You may have read the news reports that McDonald’s Corp. settled a case involving a claim that it was a joint employer along with one of its franchisees. That settlement was announced on October 31 and follows an interim ruling by a federal court that may provide practical guidance to franchisors. Here are the details:
- McDonald’s USA, LLC and several affiliates were sued by employees of a franchisee that operates five California restaurants. The plaintiffs, who alleged various labor law violations, also sued the franchisee. The franchisee separately settled with the employees.
- In September 2015, the franchisor won summary judgment on most grounds, including the claim that the franchisor was liable as a joint employer with its franchisee.
- But in the same September 2015 ruling, the federal district court denied summary judgment to the franchisor on a key claim: whether the employees had reason to believe that they worked for the franchisor as well as their local franchisee, i.e., whether the franchisee was an “ostensible agent” of McDonald’s. The court relied on the facts that the employees “wear McDonald’s uniforms, serve McDonald’s food in McDonald’s packaging, receive paystubs and orientation materials marked with McDonald’s name and logo, and . . . applied for a job through McDonald’s website.” Ochoa v. McDonald’s Corp., 133 F. Supp. 2d 1228, 1239-40 (N.D. Cal. 2015). The court concluded that the issue had to be decided at trial, and could not be decided by a motion for summary judgement. In July 2016, the Court certified the class of employees of the franchisee so that the labor law claims against McDonald’s could proceed to trial.
- In its July 2016 order, the court noted common aspects of the employees’ jobs that made their claim that McDonald’s could be liable for the acts of its franchisee as an ostensible agent suitable for resolution in a class action. Specifically, the court again highlighted the employees’ claims ”that they were required to wear McDonald’s uniforms, packaged food in McDonald’s boxes, received paystubs, orientation materials, shift schedules and time punch reports all marked with McDonald’s name and logo, and in most cases applied for a job through a McDonald’s website.” Ochoa v. McDonald’s Corp., No. 14-CV-02098-JD, 2016 WL 3648550, at *3 (N.D. Cal. July 7, 2016) (emphasis added).
- On October 31, the settlement was announced. Under the settlement, McDonald’s (the franchisor) is reported to have agreed to pay the employees $3.75 million to resolve the case.
- This private case is unrelated to the ongoing “joint employment” complaint that the NLRB’s General Counsel is litigating against McDonald’s within that agency.
- In another recent decision – also involving McDonald’s and also from a federal district court in California – a court again granted summary judgment on labor law claims against McDonald’s as a joint employer with its franchisee but denied summary judgment on a claim that McDonald’s was liable for the franchisee as an ostensible agent. Salazar v. McDonald’s Corp., No. 14-CV-02096-RS, 2016 WL 4394165 (N.D. Cal. Aug. 16. 2016). That case remains pending, and may follow the same path as the Ochoa case.
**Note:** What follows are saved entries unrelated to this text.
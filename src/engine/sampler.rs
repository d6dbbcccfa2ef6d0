//! Candidate sampler: one backend request per decoding path.
//!
//! Requests run through an order-preserving buffered stream, so at most
//! `max_concurrency` are in flight and the output is always in index order.
//! A failing request becomes a failed `Candidate`; it never cancels siblings.

use std::time::Duration;

use futures::stream::{self, StreamExt};

use super::candidate_types::{Candidate, CandidateError};
use crate::backend::{GenerateOptions, GenerateRequest, GenerationBackend};
use crate::config::DecodingConfig;

/// Seed for the candidate at `index`. Fixed per index so a batch of `k` is
/// reproducible.
pub fn seed_for(index: usize) -> u64 {
    index as u64
}

pub struct CandidateSampler<'a, B: GenerationBackend + ?Sized> {
    backend: &'a B,
    config: &'a DecodingConfig,
}

impl<'a, B: GenerationBackend + ?Sized> CandidateSampler<'a, B> {
    pub fn new(backend: &'a B, config: &'a DecodingConfig) -> Self {
        Self { backend, config }
    }

    /// Sample exactly `config.k` candidates for `prompt`.
    pub async fn sample(&self, prompt: &str) -> Vec<Candidate> {
        let concurrency = self.config.max_concurrency.max(1);
        stream::iter(0..self.config.k)
            .map(|index| self.sample_one(prompt, index))
            .buffered(concurrency)
            .collect()
            .await
    }

    async fn sample_one(&self, prompt: &str, index: usize) -> Candidate {
        let seed = seed_for(index);
        let request = self.build_request(prompt, seed);
        let timeout_ms = self.config.request_timeout_ms;

        metrics::counter!("cot_candidates_total").increment(1);
        let result = tokio::time::timeout(
            Duration::from_millis(timeout_ms),
            self.backend.generate(&request),
        )
        .await;

        let candidate = match result {
            Err(_) => Candidate::failed(index, seed, CandidateError::Timeout { timeout_ms }),
            Ok(Err(e)) => Candidate::failed(index, seed, CandidateError::Backend(e)),
            Ok(Ok(response)) => match (response.eval_count, response.eval_duration) {
                (None, _) => Candidate::failed(index, seed, CandidateError::MissingStatistics("eval_count")),
                (_, None) => Candidate::failed(index, seed, CandidateError::MissingStatistics("eval_duration")),
                _ if response.response.is_empty() => {
                    Candidate::failed(index, seed, CandidateError::EmptyCompletion)
                }
                (Some(count), Some(duration)) => {
                    Candidate::generated(index, seed, response.response, count, duration)
                }
            },
        };

        if let Some(err) = candidate.error() {
            metrics::counter!("cot_candidate_failures_total", "reason" => err.kind()).increment(1);
            tracing::warn!(index, seed, error = %err, "Candidate generation failed");
        } else {
            tracing::debug!(
                index,
                seed,
                eval_count = candidate.eval_count(),
                eval_duration_ns = candidate.eval_duration_ns(),
                "Candidate generated"
            );
        }
        candidate
    }

    fn build_request(&self, prompt: &str, seed: u64) -> GenerateRequest {
        GenerateRequest {
            model: self.config.model.clone(),
            prompt: prompt.to_string(),
            options: GenerateOptions {
                temperature: self.config.temperature,
                num_predict: self.config.max_tokens,
                seed,
            },
            stream: false,
        }
    }
}

#[cfg(test)]
#[path = "sampler_tests.rs"]
mod tests;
- The Ochoa case illustrates an important point: it’s critical to make clear to employees that they work for a local franchisee, and not for the franchisor. This is akin to making sure that guests appreciate that they are patronizing a local, independently-owned and operated location.
- To this end, we have been recommending – and we believe that the court’s decisions in the Ochoa case and the Salazar case reinforce the point – that franchisors should make certain that their franchisees take specific steps to make sure that franchisees’ staff knows who is really their employer:
- Franchisees should not incorporate the franchisor’s trademarks as part of the franchisee’s corporate name.
- Franchisees should not use the franchisor’s trademarks in H.R. documents – which include applications, pay stubs, pay checks, employment agreements, time cards, etc.
- Franchisees should post conspicuous notices in the back-of-the-house areas, just as they do in the guest-facing front-of-the-house areas, to explain who the franchisee is: for example, “Acme Restaurant Operations LLC, a proud local, independently-owned and operated franchise of [Franchisor].”
This is an area of operation in which there are practical lessons to be gleaned, and as to which careful attention to detail may yield significant beneficial results.